- Flag of West Virginia
- Active: October 29, 1861, to June 17, 1865
- Country: United States
- Allegiance: Union
- Branch: Infantry
- Engagements: Battle of Cloyd's Mountain Second Battle of Kernstown Battle of Cedar Creek Battle of Fisher's Hill Siege of Petersburg

= 11th West Virginia Infantry Regiment =

The 11th West Virginia Infantry Regiment was an infantry regiment that served in the Union Army during the American Civil War.

==Service==
The 11th West Virginia Infantry Regiment was organized in several western Virginia counties along the Ohio River following the Wheeling Convention and their secession from secessionist Virginia, including Elizabeth and Burning Springs in Wirt County, Wheeling for Ohio County Wetzel and Marshall Counties, Ravenswood in Jackson County, Kanawha Station in Wood County, and Point Pleasant in Mason County between October 29, 1861, and October 8, 1862.

It initially protected the Baltimore and Ohio Railroad, a crucial supply line for Union forces that connected Ohio and the midwest with Baltimore and Washington D.C. along the Ohio and later Potomac Rivers through Western Virginia, and was based at Parkersburg. In January 1863, its initial Colonel, John C. Rathbone was honorably discharged, and the following month its initial Lt.Col., Daniel E. Frost, succeeded him. In March 1863 the 11th West Virginia was assigned to the 6th Brigade (Wilkinson's), 3rd Division (Kelley's or Scammon's) of the 8th Army Corps and countered the Jones-Imboden Raid shortly before West Virginia achieved statehood and Morgan's Raid in July 1863. In December 1863 it was attached to 3rd Brigade, 2nd Division, West Virginia and the following month many members reenlisted. Following the Battle of Cloyd's Mountain on May 9, 1864, Col. H.G. Sickel specifically mentioned the gallantry of Col. Frost and his regiment. In June 1864 it accompanied General David Hunter in raiding in the Shenandoah Valley including sacking the Virginia Military Institute and returning along the Kanawha Valley (marching 412 miles by month's and losing one officer and five men). On July 13, 1864, Col. Frost was leading the brigade at the battle of Snicker's Ferry and fell mortally wounded.

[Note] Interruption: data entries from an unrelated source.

//! Stack-scoped static typing of expressions.
//!
//! The context holds one library scope and, inside it, at most one member
//! scope. A member scope snapshots the member's variables and type parameters
//! on entry, so queries never need to borrow the (mutable) library.
//!
//! Querying a type outside a member scope, or leaving a scope that is not
//! the innermost one, means the traversal driving the context is broken.
//! Both panic.

use crate::catalog::CoreTypes;
use crate::program_facts::ProgramFacts;
use jsil_ir::node::Member;
use jsil_ir::{
    Constant, Expression, LibraryId, MemberId, StaticInvocation, Type, TypeParameterId,
    TypeSubstitution, VariableId,
};
use rustc_hash::{FxHashMap, FxHashSet};
use std::sync::Arc;

#[derive(Debug)]
enum Scope {
    Library(LibraryId),
    Member(MemberScope),
}

#[derive(Debug)]
struct MemberScope {
    member: MemberId,
    variables: FxHashMap<VariableId, Type>,
    type_parameters: FxHashSet<TypeParameterId>,
    this_type: Option<Type>,
}

#[derive(Debug)]
pub struct StaticTypeContext {
    facts: Arc<ProgramFacts>,
    core: CoreTypes,
    scopes: Vec<Scope>,
}

impl StaticTypeContext {
    pub fn new(facts: Arc<ProgramFacts>, core: CoreTypes) -> Self {
        Self {
            facts,
            core,
            scopes: Vec::new(),
        }
    }

    pub fn facts(&self) -> &ProgramFacts {
        &self.facts
    }

    // =========================================================================
    // Scopes
    // =========================================================================

    pub fn enter_library(&mut self, library: LibraryId) {
        assert!(
            self.scopes.is_empty(),
            "entering library {library:?} inside another scope"
        );
        self.scopes.push(Scope::Library(library));
    }

    pub fn leave_library(&mut self, library: LibraryId) {
        match self.scopes.pop() {
            Some(Scope::Library(id)) if id == library => {}
            other => panic!("leaving library {library:?} but innermost scope is {other:?}"),
        }
    }

    pub fn enter_member(&mut self, member: &Member) {
        let Some(Scope::Library(library)) = self.scopes.last() else {
            panic!("entering member {} outside a library scope", member.name);
        };
        debug_assert_eq!(*library, member.enclosing_library);

        let mut variables = FxHashMap::default();
        let mut type_parameters = FxHashSet::default();
        jsil_ir::for_each_variable(&member.function, |declaration| {
            variables.insert(declaration.id, declaration.ty.clone());
        });
        collect_type_parameters(&member.function, &mut type_parameters);

        let mut this_type = None;
        if let Some(class) = member.enclosing_class {
            if let Some(facts) = self.facts.class(class) {
                type_parameters.extend(facts.type_parameters.iter().copied());
            }
            // Factories and static members have no receiver.
            if !member.is_static && !member.is_factory() {
                this_type = Some(self.facts.this_type(class));
            }
        }

        self.scopes.push(Scope::Member(MemberScope {
            member: member.id,
            variables,
            type_parameters,
            this_type,
        }));
    }

    pub fn leave_member(&mut self, member: MemberId) {
        match self.scopes.pop() {
            Some(Scope::Member(scope)) if scope.member == member => {}
            other => panic!("leaving member {member:?} but innermost scope is {other:?}"),
        }
    }

    fn member_scope(&self) -> &MemberScope {
        match self.scopes.last() {
            Some(Scope::Member(scope)) => scope,
            _ => panic!("static type queried outside a member scope"),
        }
    }

    /// Whether every type parameter `ty` mentions is in scope.
    pub fn is_in_scope(&self, ty: &Type) -> bool {
        let scope = self.member_scope();
        let mut in_scope = true;
        ty.for_each_type_parameter(&mut |parameter| {
            in_scope &= scope.type_parameters.contains(&parameter);
        });
        in_scope
    }

    // =========================================================================
    // Typing
    // =========================================================================

    /// Static type of `expression` in the active member scope.
    pub fn static_type_of(&self, expression: &Expression) -> Type {
        let scope = self.member_scope();
        match expression {
            Expression::NullLiteral => Type::Null,
            Expression::BoolLiteral(_) | Expression::Not(_) => Type::interface(self.core.boolean),
            Expression::IntLiteral(_) => Type::interface(self.core.int),
            Expression::DoubleLiteral(_) => Type::interface(self.core.double),
            Expression::StringLiteral(_) => Type::interface(self.core.string),
            Expression::VariableGet {
                variable,
                promoted_type,
            } => match promoted_type {
                Some(promoted) => promoted.clone(),
                None => self.variable_type(scope, *variable),
            },
            Expression::VariableSet { value, .. } => self.static_type_of(value),
            Expression::StaticInvocation(invocation) => self.invocation_type(invocation),
            Expression::StaticGet { target } => match self.facts.member(*target) {
                Some(signature) if signature.kind == jsil_ir::MemberKind::Getter => {
                    signature.return_type.clone()
                }
                Some(signature) => signature.function_type(),
                None => Type::Dynamic,
            },
            Expression::InstanceGet { result_type, .. }
            | Expression::InstanceInvocation { result_type, .. } => result_type.clone(),
            Expression::ConstructorInvocation {
                class, arguments, ..
            } => Type::generic_interface(*class, arguments.types.clone()),
            Expression::ListLiteral { type_argument, .. } => {
                Type::generic_interface(self.core.list, vec![type_argument.clone()])
            }
            Expression::ConstantExpression { ty, .. } => ty.clone(),
            Expression::This => match &scope.this_type {
                Some(ty) => ty.clone(),
                None => panic!("`this` in member {:?} without a receiver", scope.member),
            },
            Expression::FunctionExpression(function) => function.function_type(),
            Expression::AsExpression { ty, .. } => ty.clone(),
            Expression::Conditional { static_type, .. } => static_type.clone(),
        }
    }

    /// Type of an evaluated constant.
    pub fn constant_type(&self, constant: &Constant) -> Type {
        match constant {
            Constant::Null => Type::Null,
            Constant::Bool(_) => Type::interface(self.core.boolean),
            Constant::Int(_) => Type::interface(self.core.int),
            Constant::Double(_) => Type::interface(self.core.double),
            Constant::String(_) => Type::interface(self.core.string),
            Constant::List { type_argument, .. } => {
                Type::generic_interface(self.core.list, vec![type_argument.clone()])
            }
            Constant::TearOff { member } => match self.facts.member(*member) {
                Some(signature) => signature.function_type(),
                None => Type::Dynamic,
            },
            Constant::Instance {
                class,
                type_arguments,
            } => Type::generic_interface(*class, type_arguments.clone()),
        }
    }

    fn variable_type(&self, scope: &MemberScope, variable: VariableId) -> Type {
        match scope.variables.get(&variable) {
            Some(ty) => ty.clone(),
            None => panic!(
                "variable {variable:?} is not declared in member {:?}",
                scope.member
            ),
        }
    }

    /// Return type of a static call with its type arguments substituted.
    /// Omitted type arguments default to `dynamic`.
    fn invocation_type(&self, invocation: &StaticInvocation) -> Type {
        let Some(signature) = self.facts.member(invocation.target) else {
            return Type::Dynamic;
        };
        if signature.type_parameters.is_empty() {
            return signature.return_type.clone();
        }
        let types = &invocation.arguments.types;
        let substitution: TypeSubstitution = signature
            .type_parameters
            .iter()
            .enumerate()
            .map(|(i, parameter)| (*parameter, types.get(i).cloned().unwrap_or(Type::Dynamic)))
            .collect();
        signature.return_type.substitute(&substitution)
    }
}

fn collect_type_parameters(
    function: &jsil_ir::FunctionNode,
    type_parameters: &mut FxHashSet<TypeParameterId>,
) {
    struct TypeParameters<'a>(&'a mut FxHashSet<TypeParameterId>);

    impl jsil_ir::IrVisitor for TypeParameters<'_> {
        fn visit_type_parameter(&mut self, parameter: &jsil_ir::TypeParameter) {
            self.0.insert(parameter.id);
        }
    }

    jsil_ir::visit::walk_function(&mut TypeParameters(type_parameters), function);
}

#[cfg(test)]
#[path = "tests/static_type_context_tests.rs"]
mod tests;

The unit then supported General Philip Sheridan's campaign, including at the Second Battle of Kernstown outside Winchester. Private George G. Moore of Company D was awarded the Medal of Honor for gallantry at the Battle of Fisher's Hill for capturing a Confederate battle flag. Col. Van H. Bukey, who had begun the war as the unit's major and who had commanded the regiment after Col. Frost's death, was formally promoted to the unit's colonel following the victory at the Battle of Cedar Creek on October 9, 1864.

The unit was reassigned to the Army of the Potomac in March 1865 and participated in the Appomattox Campaign at the war's end. Corporal Adam White of Company G, was awarded the Medal of Honor for his exceptional heroism in charging the Rebel works, routing the enemy and capturing a brigade flag. This was during the breakthrough at Hatcher's Run during the Siege of Petersburg, Virginia on April 2, 1865.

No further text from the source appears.